Work instructions: Count every line in the data below where the word "inner" appears, then state only that count.

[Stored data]
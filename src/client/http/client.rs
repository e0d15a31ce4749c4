//! # HTTP Client
//!
//! Thin transport abstraction over reqwest plus a generic
//! request-and-decode helper. Services build [`HttpRequest`] values and
//! never touch reqwest types directly, which keeps them testable against
//! the mock transport.

use async_trait::async_trait;
use serde::de::DeserializeOwned;

use crate::client::error::{NetworkError, ParseError};

/// HTTP verbs used by the API
#[derive(Debug, Clone, Copy, PartialEq, Eq)]
pub enum HttpMethod {
    Get,
    Post,
    Put,
    Delete,
}

impl HttpMethod {
    pub fn as_str(&self) -> &'static str {
        match self {
            HttpMethod::Get => "GET",
            HttpMethod::Post => "POST",
            HttpMethod::Put => "PUT",
            HttpMethod::Delete => "DELETE",
        }
    }
}

impl From<HttpMethod> for reqwest::Method {
    fn from(method: HttpMethod) -> Self {
        match method {
            HttpMethod::Get => reqwest::Method::GET,
            HttpMethod::Post => reqwest::Method::POST,
            HttpMethod::Put => reqwest::Method::PUT,
            HttpMethod::Delete => reqwest::Method::DELETE,
        }
    }
}

/// One transport-level request: verb, URL, headers, query parameters
#[derive(Debug, Clone)]
pub struct HttpRequest {
    pub method: HttpMethod,
    pub url: String,
    pub headers: Vec<(String, String)>,
    pub query: Vec<(String, String)>,
}

impl HttpRequest {
    pub fn new(method: HttpMethod, url: impl Into<String>) -> Self {
        Self {
            method,
            url: url.into(),
            headers: Vec::new(),
            query: Vec::new(),
        }
    }

    pub fn get(url: impl Into<String>) -> Self {
        Self::new(HttpMethod::Get, url)
    }

    pub fn post(url: impl Into<String>) -> Self {
        Self::new(HttpMethod::Post, url)
    }

    /// Add a query parameter
    pub fn query(mut self, key: &str, value: impl Into<String>) -> Self {
        self.query.push((key.to_string(), value.into()));
        self
    }

    /// Attach a bearer token as the Authorization header
    pub fn bearer(mut self, token: &str) -> Self {
        self.headers
            .push(("Authorization".to_string(), format!("Bearer {token}")));
        self
    }
}

/// Raw transport response: status code plus body bytes
#[derive(Debug, Clone)]
pub struct HttpResponseData {
    pub status: u16,
    pub body: Vec<u8>,
}

/// Executes transport-level requests
///
/// The concrete implementation is [`HttpClient`]; tests substitute
/// [`MockTransport`](super::mock::MockTransport).
#[async_trait]
pub trait HttpTransport: Send + Sync {
    async fn execute(&self, request: HttpRequest) -> Result<HttpResponseData, NetworkError>;
}

/// reqwest-backed transport
#[derive(Clone)]
pub struct HttpClient {
    inner: reqwest::Client,
}

impl HttpClient {
    pub fn new() -> Self {
        Self {
            inner: reqwest::Client::new(),
        }
    }
}

impl Default for HttpClient {
    fn default() -> Self {
        Self::new()
    }
}

#[async_trait]
impl HttpTransport for HttpClient {
    async fn execute(&self, request: HttpRequest) -> Result<HttpResponseData, NetworkError> {
        let url = reqwest::Url::parse_with_params(&request.url, &request.query)
            .map_err(|_| NetworkError::InvalidUrl(request.url.clone()))?;

        tracing::debug!("{} {}", request.method.as_str(), url);

        let mut builder = self.inner.request(request.method.into(), url);
        for (key, value) in &request.headers {
            builder = builder.header(key.as_str(), value.as_str());
        }

        let response = builder
            .send()
            .await
            .map_err(|e| NetworkError::RequestFailed(e.to_string()))?;
        let status = response.status().as_u16();
        let body = response
            .bytes()
            .await
            .map_err(|e| NetworkError::RequestFailed(e.to_string()))?
            .to_vec();

        Ok(HttpResponseData { status, body })
    }
}

/// Execute a request and decode the JSON body into `T`
///
/// Non-2xx statuses map to [`NetworkError::HttpStatus`] before any decoding
/// is attempted.
pub async fn fetch_json<T: DeserializeOwned>(
    transport: &dyn HttpTransport,
    request: HttpRequest,
) -> Result<T, NetworkError> {
    let response = transport.execute(request).await?;
    if !(200..300).contains(&response.status) {
        return Err(NetworkError::HttpStatus(response.status));
    }
    decode_json(&response.body)
}

/// Decode a JSON body into `T`, mapping failures to a typed parse error
pub fn decode_json<T: DeserializeOwned>(body: &[u8]) -> Result<T, NetworkError> {
    serde_json::from_slice(body).map_err(|source| {
        ParseError::Decode {
            type_name: std::any::type_name::<T>(),
            source,
        }
        .into()
    })
}
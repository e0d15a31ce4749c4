//! # Imageline Main Entry Point
//!
//! Drives the client core from the command line: exchange an
//! authorization code, page through the feed, toggle a like, and show the
//! profile, all through the same controller the library exposes.

use std::sync::Arc;

use anyhow::{Context, Result};

use imageline::cmd_args::CommandLineArgs;
use imageline::config::{self, IniProfileStore};
use imageline::{AppController, FileTokenStore, HttpClient, Presentation};

#[tokio::main]
async fn main() -> Result<()> {
    tracing_subscriber::fmt()
        .with_env_filter(tracing_subscriber::EnvFilter::from_default_env())
        .init();

    let args = CommandLineArgs::parse();

    let profile_path = config::get_profile_path();
    let profiles = IniProfileStore::new(&profile_path);
    let client = profiles.load_profile(args.profile())?.with_context(|| {
        format!(
            "profile '{}' not found in '{}'; add a [{}] section with access_key and secret_key",
            args.profile(),
            profile_path,
            args.profile()
        )
    })?;

    let mut app = AppController::new(
        client,
        Arc::new(HttpClient::new()),
        Box::new(FileTokenStore::from_env()),
        Box::new(present_to_stdout),
    )?;

    if args.logout() {
        app.logout();
        println!("Logged out");
        return Ok(());
    }

    if let Some(code) = args.auth_code() {
        app.login(
            code,
            Box::new(|result| match result {
                Ok(_) => println!("Logged in"),
                Err(e) => eprintln!("Login failed: {e}"),
            }),
        );
        app.run_until_idle().await;
    }

    if app.token().is_none() {
        println!("Open this URL to authorize, then rerun with --auth-code <code>:");
        println!("{}", app.authorization_request_url()?);
        return Ok(());
    }

    for _ in 0..args.pages() {
        app.load_next_page(Box::new(|result| {
            if let Err(e) = result {
                eprintln!("Feed page failed: {e}");
            }
        }));
        app.run_until_idle().await;
    }

    if let Some(index) = args.like() {
        app.toggle_like(
            index,
            Box::new(move |result| match result {
                Ok(()) => println!("Toggled like on photo {index}"),
                Err(e) => eprintln!("Like toggle failed: {e}"),
            }),
        );
        app.run_until_idle().await;
    }

    app.load_profile(Box::new(|result| {
        if let Err(e) = result {
            eprintln!("Profile fetch failed: {e}");
        }
    }));
    app.run_until_idle().await;

    if let Some(username) = app.profile().map(|p| p.username.clone()) {
        app.load_avatar(&username, Box::new(|_| {}));
        app.run_until_idle().await;
    }

    Ok(())
}

fn present_to_stdout(view: Presentation) {
    match view {
        Presentation::Feed(lines) => {
            println!("── Feed ──");
            for line in lines {
                println!("{line}");
            }
        }
        Presentation::Profile(lines) => {
            println!("── Profile ──");
            for line in lines {
                println!("{line}");
            }
        }
        Presentation::Alert(message) => println!("! {message}"),
    }
}
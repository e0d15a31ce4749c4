//! # Services Module
//!
//! The business-logic layer: paginated feed, like toggling, token
//! exchange, and profile lookups. Services own their state exclusively;
//! network completions are applied only inside each service's `poll`,
//! called from the control thread.

pub mod auth;
pub mod feed;
pub mod profile;

pub use auth::{AuthService, TokenCompletion};
pub use feed::{FeedCompletion, PhotoFeedService};
pub use profile::{
    AvatarCompletion, ProfileCompletion, ProfileImageService, ProfileService, AVATAR_URL_KEY,
};
//! # Token Models
//!
//! Wire shape of the OAuth token-exchange response.

use serde::Deserialize;

/// Body of the `POST /oauth/token` response
#[derive(Debug, Clone, Deserialize)]
pub struct TokenResponse {
    pub access_token: String,
    pub token_type: String,
    #[serde(default)]
    pub scope: String,
    #[serde(default)]
    pub created_at: i64,
}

Solved exercise: 3